Les bureaux coloniaux ont été les machines de renommage les plus agressives. Les mouvements de restauration sont la longue réplique.
Chronologie
- Points nommes sur les routes
Les lieux comme repères parlés.
- Toponymes du Domesday
Une photographie des noms de lieux anglais sous administration normande.
- Levés d'État-major et impériaux
Des graphies standard gelées des noms oraux, parfois mal.
- U.S. Board on Geographic Names
Un arbitre national pour les formes officielles.
- Names on the Land
Le récit de Stewart sur la toponymie américaine entre dans la bibliothèque publique.
- UNGEGN
Coordination internationale des noms — principes d'endonyme débattus.
- Restaurations postcoloniales
Villes, rues et pays reviennent ou prennent un double nom.
- Guerres de couches de données
Ce que Google Maps affiche devient un objet politique en direct.
Eres
- Oral — Parler des repères — Les noms comme directions.

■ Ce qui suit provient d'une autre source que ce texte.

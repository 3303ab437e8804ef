// File: crates/bars-core/src/svg.rs
// Summary: DrawSurface that writes plain SVG markup (lines, rects, anchored text).

use std::fmt::Write as _;
use std::path::Path;

use crate::geometry::{ChartGeometry, Segment};
use crate::render::{draw_geometry, DrawSurface, TextAnchor, TextBaseline, TextStyle};
use crate::theme::{Color, Theme};

/// Accumulates SVG elements; `finish` closes the document.
pub struct SvgSurface {
    width: f64,
    height: f64,
    body: String,
}

impl SvgSurface {
    pub fn new(width: f64, height: f64) -> Self {
        Self { width, height, body: String::new() }
    }

    pub fn finish(self) -> String {
        format!(
            "<svg xmlns=\"http://www.w3.org/2000/svg\" width=\"{w}\" height=\"{h}\" viewBox=\"0 0 {w} {h}\">\n{body}</svg>\n",
            w = self.width,
            h = self.height,
            body = self.body
        )
    }
}

impl DrawSurface for SvgSurface {
    fn clear(&mut self, color: Color) {
        // white is the SVG default; skip it to keep output minimal
        if color != Color::WHITE {
            let _ = writeln!(
                self.body,
                "  <rect x=\"0\" y=\"0\" width=\"{}\" height=\"{}\" fill=\"{}\"/>",
                self.width, self.height, color
            );
        }
    }

    fn line(&mut self, s: Segment, color: Color, stroke_width: f32) {
        let _ = writeln!(
            self.body,
            "  <line x1=\"{}\" y1=\"{}\" x2=\"{}\" y2=\"{}\" stroke=\"{}\" stroke-width=\"{}\"/>",
            s.x1, s.y1, s.x2, s.y2, color, stroke_width
        );
    }

    fn rect(&mut self, x: f64, y: f64, width: f64, height: f64, fill: Color) {
        let _ = writeln!(
            self.body,
            "  <rect x=\"{x}\" y=\"{y}\" width=\"{width}\" height=\"{height}\" fill=\"{fill}\"/>"
        );
    }

    fn text(&mut self, text: &str, x: f64, y: f64, style: TextStyle) {
        let anchor = match style.anchor {
            TextAnchor::Start => "start",
            TextAnchor::Middle => "middle",
            TextAnchor::End => "end",
        };
        let baseline = match style.baseline {
            TextBaseline::Alphabetic => "alphabetic",
            TextBaseline::Middle => "middle",
        };
        let _ = writeln!(
            self.body,
            "  <text x=\"{x}\" y=\"{y}\" fill=\"{}\" font-size=\"{}\" text-anchor=\"{anchor}\" alignment-baseline=\"{baseline}\">{}</text>",
            style.color,
            style.size,
            escape(text)
        );
    }
}

fn escape(s: &str) -> String {
    let mut out = String::with_capacity(s.len());
    for ch in s.chars() {
        match ch {
            '&' => out.push_str("&amp;"),
            '<' => out.push_str("&lt;"),
            '>' => out.push_str("&gt;"),
            '"' => out.push_str("&quot;"),
            '\'' => out.push_str("&apos;"),
            c => out.push(c),
        }
    }
    out
}

/// Render geometry to a complete SVG document.
pub fn render_svg_string(geometry: &ChartGeometry, theme: &Theme) -> String {
    let mut surface = SvgSurface::new(geometry.width, geometry.height);
    draw_geometry(geometry, theme, &mut surface);
    surface.finish()
}

/// Render geometry to an SVG file, creating parent directories as needed.
pub fn render_to_svg(geometry: &ChartGeometry, theme: &Theme, path: impl AsRef<Path>) -> std::io::Result<()> {
    let path = path.as_ref();
    if let Some(parent) = path.parent() {
        std::fs::create_dir_all(parent)?;
    }
    std::fs::write(path, render_svg_string(geometry, theme))
}
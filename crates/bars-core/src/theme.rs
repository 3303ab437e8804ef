// File: crates/bars-core/src/theme.rs
// Summary: RGBA colors, the categorical series palette, and light/dark theme presets.

use std::fmt;

use serde::{Deserialize, Serialize};

#[derive(Clone, Copy, Debug, PartialEq, Eq, Hash, Serialize, Deserialize)]
pub struct Color {
    pub r: u8,
    pub g: u8,
    pub b: u8,
    pub a: u8,
}

impl Color {
    pub const BLACK: Color = Color::rgb(0, 0, 0);
    pub const WHITE: Color = Color::rgb(255, 255, 255);

    pub const fn rgb(r: u8, g: u8, b: u8) -> Self {
        Self { r, g, b, a: 255 }
    }
    pub const fn from_argb(a: u8, r: u8, g: u8, b: u8) -> Self {
        Self { r, g, b, a }
    }
    pub const fn from_hex(hex: u32) -> Self {
        Self::rgb((hex >> 16) as u8, (hex >> 8) as u8, hex as u8)
    }
}

impl fmt::Display for Color {
    fn fmt(&self, f: &mut fmt::Formatter<'_>) -> fmt::Result {
        if self.a == 255 {
            write!(f, "#{:02x}{:02x}{:02x}", self.r, self.g, self.b)
        } else {
            write!(f, "#{:02x}{:02x}{:02x}{:02x}", self.r, self.g, self.b, self.a)
        }
    }
}

/// Ten-color categorical palette (the "category10" scheme).
pub const CATEGORY10: [Color; 10] = [
    Color::from_hex(0x1f77b4),
    Color::from_hex(0xff7f0e),
    Color::from_hex(0x2ca02c),
    Color::from_hex(0xd62728),
    Color::from_hex(0x9467bd),
    Color::from_hex(0x8c564b),
    Color::from_hex(0xe377c2),
    Color::from_hex(0x7f7f7f),
    Color::from_hex(0xbcbd22),
    Color::from_hex(0x17becf),
];

/// Palette slot for a series index; cycles once the palette is exhausted.
#[inline]
pub fn palette_index(series_index: usize, palette_len: usize) -> usize {
    if palette_len == 0 { 0 } else { series_index % palette_len }
}

#[inline]
pub fn palette_color(series_index: usize) -> Color {
    CATEGORY10[palette_index(series_index, CATEGORY10.len())]
}

#[derive(Clone, Copy, Debug)]
pub struct Theme {
    pub name: &'static str,
    pub background: Color,
    pub axis_line: Color,
    pub grid: Color,
    pub tick: Color,
    pub text: Color,
    pub font_size: f32,
    pub palette: &'static [Color],
}

impl Theme {
    /// Black strokes on white, the look of the plain SVG output.
    pub fn light() -> Self {
        Self {
            name: "light",
            background: Color::WHITE,
            axis_line: Color::BLACK,
            grid: Color::BLACK,
            tick: Color::BLACK,
            text: Color::BLACK,
            font_size: 14.0,
            palette: &CATEGORY10,
        }
    }

    pub fn dark() -> Self {
        Self {
            name: "dark",
            background: Color::from_argb(255, 18, 18, 20),
            axis_line: Color::from_argb(255, 180, 180, 190),
            grid: Color::from_argb(255, 40, 40, 45),
            tick: Color::from_argb(255, 150, 150, 160),
            text: Color::from_argb(255, 235, 235, 245),
            font_size: 14.0,
            palette: &CATEGORY10,
        }
    }

    pub fn high_contrast_dark() -> Self {
        Self {
            name: "high-contrast-dark",
            background: Color::from_argb(255, 0x00, 0x00, 0x00),
            axis_line: Color::from_argb(255, 0xff, 0xff, 0xff),
            grid: Color::from_argb(255, 0x22, 0x22, 0x22),
            tick: Color::from_argb(255, 0xcc, 0xcc, 0xcc),
            text: Color::from_argb(255, 0xff, 0xff, 0xff),
            font_size: 16.0,
            palette: &CATEGORY10,
        }
    }

    /// Color for a geometry `color_index`, cycling through this theme's palette.
    pub fn series_color(&self, color_index: usize) -> Color {
        self.palette
            .get(palette_index(color_index, self.palette.len()))
            .copied()
            .unwrap_or(Color::BLACK)
    }
}

impl Default for Theme {
    fn default() -> Self {
        Self::light()
    }
}

/// Return a list of built-in theme presets.
pub fn presets() -> Vec<Theme> {
    vec![Theme::light(), Theme::dark(), Theme::high_contrast_dark()]
}

/// Find a theme by its `name`, falling back to light.
pub fn find(name: &str) -> Theme {
    for t in presets() { if t.name.eq_ignore_ascii_case(name) { return t; } }
    Theme::light()
}
use std::num::NonZeroU64;
use std::sync::atomic::{AtomicU64, Ordering};

use async_trait::async_trait;

use crate::context::Context;
use crate::error::Error;
use crate::support;
use crate::Throttler;

/// Fails every n-th acquire with a periodic skip.
#[derive(Debug)]
pub struct Each {
    cur: AtomicU64,
    period: u64,
}

impl Each {
    pub fn new(period: NonZeroU64) -> Self {
        Self {
            cur: AtomicU64::new(0),
            period: period.get(),
        }
    }
}

#[async_trait]
impl Throttler for Each {
    async fn acquire(&self, _ctx: &Context) -> Result<(), Error> {
        let cur = self.cur.fetch_add(1, Ordering::AcqRel) + 1;
        if cur % self.period == 0 {
            return Err(Error::PeriodicSkip { count: cur });
        }
        Ok(())
    }

    async fn release(&self, _ctx: &Context) -> Result<(), Error> {
        Ok(())
    }
}

/// Admits only from the n-th acquire on: the first `threshold - 1` calls
/// fail, everything after passes.
#[derive(Debug)]
pub struct After {
    cur: AtomicU64,
    threshold: u64,
}

impl After {
    pub fn new(threshold: u64) -> Self {
        Self {
            cur: AtomicU64::new(0),
            threshold,
        }
    }
}

#[async_trait]
impl Throttler for After {
    async fn acquire(&self, _ctx: &Context) -> Result<(), Error> {
        let cur = self.cur.fetch_add(1, Ordering::AcqRel) + 1;
        if cur < self.threshold {
            return Err(Error::NotReached { count: cur });
        }
        Ok(())
    }

    async fn release(&self, _ctx: &Context) -> Result<(), Error> {
        Ok(())
    }
}

/// Mirror of [`After`]: admits the first `threshold - 1` calls, then fails.
#[derive(Debug)]
pub struct Before {
    cur: AtomicU64,
    threshold: u64,
}

impl Before {
    pub fn new(threshold: u64) -> Self {
        Self {
            cur: AtomicU64::new(0),
            threshold,
        }
    }
}

#[async_trait]
impl Throttler for Before {
    async fn acquire(&self, _ctx: &Context) -> Result<(), Error> {
        let cur = self.cur.fetch_add(1, Ordering::AcqRel) + 1;
        if cur >= self.threshold {
            return Err(Error::Exceeded { count: cur });
        }
        Ok(())
    }

    async fn release(&self, _ctx: &Context) -> Result<(), Error> {
        Ok(())
    }
}

/// Monotone accepted-count ceiling; release is deliberately a no-op.
///
/// A rejected acquire rolls its increment back, so at most `max` acquires
/// ever succeed between decays. The ceiling itself is atomic so the
/// adaptive throttler can reshape it while the timed decay loop drains the
/// counter.
#[derive(Debug)]
pub struct Fixed {
    cur: AtomicU64,
    max: AtomicU64,
}

impl Fixed {
    pub fn new(max: u64) -> Self {
        Self {
            cur: AtomicU64::new(0),
            max: AtomicU64::new(max),
        }
    }

    /// Subtracts `delta` accepted calls, clamping at zero; returns what is
    /// left in the counter.
    pub(crate) fn decay(&self, delta: u64) -> u64 {
        support::decr_clamped(&self.cur, delta)
    }

    pub(crate) fn raise(&self, step: u64) {
        self.max.fetch_add(step, Ordering::AcqRel);
    }

    pub(crate) fn lower(&self, step: u64) {
        support::decr_clamped(&self.max, step);
    }
}

#[async_trait]
impl Throttler for Fixed {
    async fn acquire(&self, _ctx: &Context) -> Result<(), Error> {
        let cur = self.cur.fetch_add(1, Ordering::AcqRel) + 1;
        if cur > self.max.load(Ordering::Acquire) {
            self.cur.fetch_sub(1, Ordering::AcqRel);
            return Err(Error::Exceeded { count: cur });
        }
        Ok(())
    }

    async fn release(&self, _ctx: &Context) -> Result<(), Error> {
        Ok(())
    }
}

/// In-flight gate with optimistic admission and strict release pairing.
///
/// A rejected acquire rolls its increment back, so only successful acquires
/// occupy capacity and a release is owed only for those.
#[derive(Debug)]
pub struct Running {
    run: AtomicU64,
    max: u64,
}

impl Running {
    pub fn new(max: u64) -> Self {
        Self {
            run: AtomicU64::new(0),
            max,
        }
    }
}

#[async_trait]
impl Throttler for Running {
    async fn acquire(&self, _ctx: &Context) -> Result<(), Error> {
        let running = self.run.fetch_add(1, Ordering::AcqRel) + 1;
        if running > self.max {
            self.run.fetch_sub(1, Ordering::AcqRel);
            return Err(Error::Saturated { running });
        }
        Ok(())
    }

    async fn release(&self, _ctx: &Context) -> Result<(), Error> {
        self.run
            .fetch_update(Ordering::AcqRel, Ordering::Acquire, |run| run.checked_sub(1))
            .map(|_| ())
            .map_err(|_| Error::NothingToRelease)
    }
}
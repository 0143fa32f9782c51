use std::fmt;
use std::sync::atomic::{AtomicUsize, Ordering};
use std::sync::Arc;

use async_trait::async_trait;
use dashmap::DashMap;
use regex::Regex;
use tracing::debug;

use crate::context::Context;
use crate::error::Error;
use crate::Throttler;

/// A regular expression guarding a child throttler.
#[derive(Debug)]
pub struct PatternEntry {
    pattern: Regex,
    throttler: Box<dyn Throttler>,
}

impl PatternEntry {
    pub fn new(pattern: Regex, throttler: Box<dyn Throttler>) -> Self {
        Self { pattern, throttler }
    }
}

/// Routes to the first child whose pattern matches the context key.
///
/// Entries are scanned in order; a missing key and an unmatched key both
/// fail with [`Error::MissingKey`].
#[derive(Debug, Default)]
pub struct Pattern {
    entries: Vec<PatternEntry>,
}

impl Pattern {
    pub fn new(entries: Vec<PatternEntry>) -> Self {
        Self { entries }
    }

    fn route(&self, ctx: &Context) -> Result<&PatternEntry, Error> {
        let key = ctx.key().ok_or(Error::MissingKey)?;
        self.entries
            .iter()
            .find(|entry| entry.pattern.is_match(key))
            .ok_or(Error::MissingKey)
    }
}

#[async_trait]
impl Throttler for Pattern {
    async fn acquire(&self, ctx: &Context) -> Result<(), Error> {
        self.route(ctx)?.throttler.acquire(ctx).await
    }

    async fn release(&self, ctx: &Context) -> Result<(), Error> {
        self.route(ctx)?.throttler.release(ctx).await
    }
}

/// Round-robin dispatch across children.
///
/// Acquire and release advance independent cursors, so a strictly paired
/// caller releases on the same child it acquired from.
#[derive(Debug, Default)]
pub struct Ring {
    children: Vec<Box<dyn Throttler>>,
    acquired: AtomicUsize,
    released: AtomicUsize,
}

impl Ring {
    pub fn new(children: Vec<Box<dyn Throttler>>) -> Self {
        Self {
            children,
            acquired: AtomicUsize::new(0),
            released: AtomicUsize::new(0),
        }
    }

    fn next(&self, cursor: &AtomicUsize) -> Result<&dyn Throttler, Error> {
        if self.children.is_empty() {
            return Err(Error::EmptyRing);
        }
        let pos = cursor.fetch_add(1, Ordering::AcqRel) % self.children.len();
        Ok(self.children[pos].as_ref())
    }
}

#[async_trait]
impl Throttler for Ring {
    async fn acquire(&self, ctx: &Context) -> Result<(), Error> {
        self.next(&self.acquired)?.acquire(ctx).await
    }

    async fn release(&self, ctx: &Context) -> Result<(), Error> {
        self.next(&self.released)?.release(ctx).await
    }
}

/// Lazily grown per-key store of child throttlers.
///
/// Every distinct context key gets its own child from the factory; entries
/// are never evicted. A missing key fails with [`Error::MissingKey`], and
/// releasing a key that never acquired is [`Error::NothingToRelease`].
pub struct Keyed {
    store: DashMap<String, Arc<dyn Throttler>>,
    factory: Box<dyn Fn() -> Arc<dyn Throttler> + Send + Sync>,
}

impl Keyed {
    pub fn new<F>(factory: F) -> Self
    where
        F: Fn() -> Arc<dyn Throttler> + Send + Sync + 'static,
    {
        Self {
            store: DashMap::new(),
            factory: Box::new(factory),
        }
    }
}

impl fmt::Debug for Keyed {
    fn fmt(&self, f: &mut fmt::Formatter<'_>) -> fmt::Result {
        f.debug_struct("Keyed")
            .field("known_keys", &self.store.len())
            .finish()
    }
}

#[async_trait]
impl Throttler for Keyed {
    async fn acquire(&self, ctx: &Context) -> Result<(), Error> {
        let key = ctx.key().ok_or(Error::MissingKey)?;
        // clone the child out so no map guard is held across the await
        let child = {
            let entry = self.store.entry(key.to_owned()).or_insert_with(|| {
                debug!(key, "creating keyed throttler");
                (self.factory)()
            });
            Arc::clone(entry.value())
        };
        child.acquire(ctx).await
    }

    async fn release(&self, ctx: &Context) -> Result<(), Error> {
        let key = ctx.key().ok_or(Error::MissingKey)?;
        let child = self
            .store
            .get(key)
            .map(|entry| Arc::clone(entry.value()))
            .ok_or(Error::NothingToRelease)?;
        child.release(ctx).await
    }
}
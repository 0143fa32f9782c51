use std::sync::atomic::{AtomicBool, AtomicU64, Ordering};
use std::sync::{Arc, Mutex};

use async_trait::async_trait;
use tokio::time::{Duration, Instant};

use crate::context::Context;
use crate::error::Error;
use crate::support;
use crate::Throttler;

/// Min-heap of latency samples backed by a plain vector.
///
/// `at` reads straight from the heap array, so it is only an approximate
/// order statistic, and it is valid only under the owning throttler's lock.
#[derive(Debug, Default)]
struct LatencyHeap {
    samples: Vec<u64>,
}

impl LatencyHeap {
    fn len(&self) -> usize {
        self.samples.len()
    }

    fn push(&mut self, sample: u64) {
        self.samples.push(sample);
        let mut child = self.samples.len() - 1;
        while child > 0 {
            let parent = (child - 1) / 2;
            if self.samples[parent] <= self.samples[child] {
                break;
            }
            self.samples.swap(parent, child);
            child = parent;
        }
    }

    /// Sample at heap-array position `pos`, clamped into bounds; an empty
    /// heap reads as zero latency.
    fn at(&self, pos: usize) -> u64 {
        match self.samples.last() {
            None => 0,
            Some(_) => self.samples[pos.min(self.samples.len() - 1)],
        }
    }

    fn clear(&mut self) {
        self.samples.clear();
    }
}

#[derive(Debug, Default)]
struct LatencyState {
    observed: AtomicU64,
    reset_pending: AtomicBool,
}

/// Gates on the worst recently observed call latency.
///
/// Release measures `now - ctx.timestamp` and keeps the maximum, but only
/// while the stored sample is still below the limit; once the gate trips,
/// no further samples are taken until the scheduled reset clears it after
/// the retention period.
#[derive(Debug)]
pub struct Latency {
    state: Arc<LatencyState>,
    max: u64,
    retention: Duration,
}

impl Latency {
    pub fn new(max: Duration, retention: Duration) -> Self {
        Self {
            state: Arc::default(),
            max: max.as_nanos() as u64,
            retention,
        }
    }
}

#[async_trait]
impl Throttler for Latency {
    async fn acquire(&self, _ctx: &Context) -> Result<(), Error> {
        let observed = self.state.observed.load(Ordering::Acquire);
        if observed > self.max {
            return Err(Error::LatencyExceeded {
                observed: Duration::from_nanos(observed),
            });
        }
        Ok(())
    }

    async fn release(&self, ctx: &Context) -> Result<(), Error> {
        if self.state.observed.load(Ordering::Acquire) < self.max {
            let sample = Instant::now()
                .saturating_duration_since(ctx.started())
                .as_nanos() as u64;
            self.state.observed.fetch_max(sample, Ordering::AcqRel);
            if !self.state.reset_pending.swap(true, Ordering::AcqRel) {
                let state = Arc::clone(&self.state);
                support::defer(self.retention, move || {
                    state.observed.store(0, Ordering::Release);
                    state.reset_pending.store(false, Ordering::Release);
                });
            }
        }
        Ok(())
    }
}

#[derive(Debug, Default)]
struct PercentileState {
    heap: Mutex<LatencyHeap>,
    reset_pending: AtomicBool,
}

/// Gates on a latency percentile over the samples observed since the last
/// reset.
///
/// Every release pushes one sample. Acquire reads the sample at heap index
/// `floor(len * percentile)`; when it sits above the limit the call fails
/// and a one-shot heap reset is scheduled after the retention period
/// (concurrent schedules collapse into one).
#[derive(Debug)]
pub struct Percentile {
    state: Arc<PercentileState>,
    max: u64,
    percentile: f64,
    retention: Duration,
}

impl Percentile {
    pub fn new(max: Duration, percentile: f64, retention: Duration) -> Self {
        Self {
            state: Arc::default(),
            max: max.as_nanos() as u64,
            percentile: percentile.abs().min(1.0),
            retention,
        }
    }
}

#[async_trait]
impl Throttler for Percentile {
    async fn acquire(&self, _ctx: &Context) -> Result<(), Error> {
        let observed = {
            let heap = self.state.heap.lock().expect("latency heap lock poisoned");
            let pos = (heap.len() as f64 * self.percentile) as usize;
            heap.at(pos)
        };
        if observed > self.max {
            if !self.state.reset_pending.swap(true, Ordering::AcqRel) {
                let state = Arc::clone(&self.state);
                support::defer(self.retention, move || {
                    state
                        .heap
                        .lock()
                        .expect("latency heap lock poisoned")
                        .clear();
                    state.reset_pending.store(false, Ordering::Release);
                });
            }
            return Err(Error::LatencyExceeded {
                observed: Duration::from_nanos(observed),
            });
        }
        Ok(())
    }

    async fn release(&self, ctx: &Context) -> Result<(), Error> {
        let sample = Instant::now()
            .saturating_duration_since(ctx.started())
            .as_nanos() as u64;
        self.state
            .heap
            .lock()
            .expect("latency heap lock poisoned")
            .push(sample);
        Ok(())
    }
}
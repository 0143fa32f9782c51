use std::any::Any;
use std::fmt;
use std::sync::Arc;

use serde::Serialize;
use tokio::time::Instant;
use tokio_util::sync::CancellationToken;

use crate::error::BoxError;

/// Arbitrary data attached to a call, consumed by the enqueue throttler.
pub type Payload = Arc<dyn Any + Send + Sync>;

/// Converts an attached payload into bytes for publication.
pub type MarshalFn = Arc<dyn Fn(&Payload) -> Result<Vec<u8>, BoxError> + Send + Sync>;

/// Per-call attributes threaded through every acquire and release.
///
/// All attributes are optional; accessors fall back to a zero value when an
/// attribute is absent. The context is immutable once built and cheap to
/// clone, so one instance can fan out across a whole throttler tree.
#[derive(Clone, Default)]
pub struct Context {
    cancellation: CancellationToken,
    priority: Option<u8>,
    key: Option<String>,
    timestamp: Option<Instant>,
    payload: Option<Payload>,
    marshaler: Option<MarshalFn>,
}

impl Context {
    pub fn new() -> Self {
        Self::default()
    }

    /// Attaches a cancellation token honored by every blocking throttler.
    pub fn with_cancellation(mut self, token: CancellationToken) -> Self {
        self.cancellation = token;
        self
    }

    /// Attaches a priority level; the priority throttler clamps it to its
    /// configured number of lanes.
    pub fn with_priority(mut self, priority: u8) -> Self {
        self.priority = Some(priority);
        self
    }

    /// Attaches a routing key for the pattern and keyed throttlers.
    pub fn with_key(mut self, key: impl Into<String>) -> Self {
        self.key = Some(key.into());
        self
    }

    /// Marks when the caller's work started; latency throttlers measure
    /// against it on release.
    pub fn with_timestamp(mut self, started: Instant) -> Self {
        self.timestamp = Some(started);
        self
    }

    /// Attaches a payload for the enqueue throttler.
    pub fn with_payload(mut self, payload: impl Any + Send + Sync) -> Self {
        self.payload = Some(Arc::new(payload));
        self
    }

    /// Attaches a marshaler converting the payload into bytes.
    pub fn with_marshaler(mut self, marshaler: MarshalFn) -> Self {
        self.marshaler = Some(marshaler);
        self
    }

    /// Attaches a serializable payload together with a JSON marshaler, the
    /// common case for diverting calls to an external queue.
    pub fn with_json_message<T>(self, message: T) -> Self
    where
        T: Serialize + Send + Sync + 'static,
    {
        self.with_payload(message).with_marshaler(Arc::new(|payload: &Payload| {
            let message = payload
                .downcast_ref::<T>()
                .ok_or_else(|| BoxError::from("payload does not match marshaler"))?;
            serde_json::to_vec(message).map_err(BoxError::from)
        }))
    }

    /// Whether the call's cancellation token has fired.
    pub fn is_cancelled(&self) -> bool {
        self.cancellation.is_cancelled()
    }

    pub(crate) async fn cancelled(&self) {
        self.cancellation.cancelled().await;
    }

    /// Priority clamped to `[1, limit]`; absent priority is the lowest lane.
    pub(crate) fn priority(&self, limit: u8) -> u8 {
        self.priority.unwrap_or(1).clamp(1, limit.max(1))
    }

    pub(crate) fn key(&self) -> Option<&str> {
        self.key.as_deref()
    }

    /// Start of the caller's work; defaults to now, yielding a zero latency.
    pub(crate) fn started(&self) -> Instant {
        self.timestamp.unwrap_or_else(Instant::now)
    }

    pub(crate) fn payload(&self) -> Option<&Payload> {
        self.payload.as_ref()
    }

    pub(crate) fn marshaler(&self) -> Option<&MarshalFn> {
        self.marshaler.as_ref()
    }
}

impl fmt::Debug for Context {
    fn fmt(&self, f: &mut fmt::Formatter<'_>) -> fmt::Result {
        f.debug_struct("Context")
            .field("cancelled", &self.cancellation.is_cancelled())
            .field("priority", &self.priority)
            .field("key", &self.key)
            .field("timestamp", &self.timestamp)
            .field("payload", &self.payload.as_ref().map(|_| ".."))
            .field("marshaler", &self.marshaler.as_ref().map(|_| ".."))
            .finish()
    }
}

#[cfg(test)]
mod tests {
    use super::*;

    #[test]
    fn priority_clamps_into_lane_range() {
        assert_eq!(Context::new().priority(3), 1);
        assert_eq!(Context::new().with_priority(0).priority(3), 1);
        assert_eq!(Context::new().with_priority(2).priority(3), 2);
        assert_eq!(Context::new().with_priority(200).priority(3), 3);
        // a zero-lane limit still yields a usable lane
        assert_eq!(Context::new().with_priority(2).priority(0), 1);
    }

    #[test]
    fn accessors_fall_back_when_absent() {
        let ctx = Context::new();
        assert_eq!(ctx.key(), None);
        assert!(ctx.payload().is_none());
        assert!(ctx.marshaler().is_none());
        assert!(!ctx.is_cancelled());
    }

    #[test]
    fn json_message_marshals_the_payload() {
        let ctx = Context::new().with_json_message(vec![1u32, 2, 3]);
        let marshaler = ctx.marshaler().expect("marshaler attached");
        let payload = ctx.payload().expect("payload attached");
        let bytes = marshaler(payload).expect("marshal");
        assert_eq!(bytes, b"[1,2,3]");
    }

    #[test]
    fn json_marshaler_rejects_foreign_payload() {
        let ctx = Context::new().with_json_message("message");
        let marshaler = ctx.marshaler().expect("marshaler attached").clone();
        let foreign: Payload = Arc::new(17u64);
        assert!(marshaler(&foreign).is_err());
    }
}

- Levé — Graphies gelées — Le bureau gagne sur la bouche.
- Impérial — Commémorations importées — Un monarque lointain sur une rivière locale.
- Restoratif — Doubles noms et retours — L'argument devient explicite.
Bascules
- De la description à la commémoration Many cities — Mill Creek devient King Street — une autre politique.
- D'un officiel unique à l'affichage double Aotearoa New Zealand and others — Une politique qui reconnait deux langues sur le panneau.
- Du répertoire à la plateforme 2010s — Une carte privée peut crier plus fort qu'une commission nationale pour la portée quotidienne.
Une carte est un argument sur le nom de qui a le droit de coller.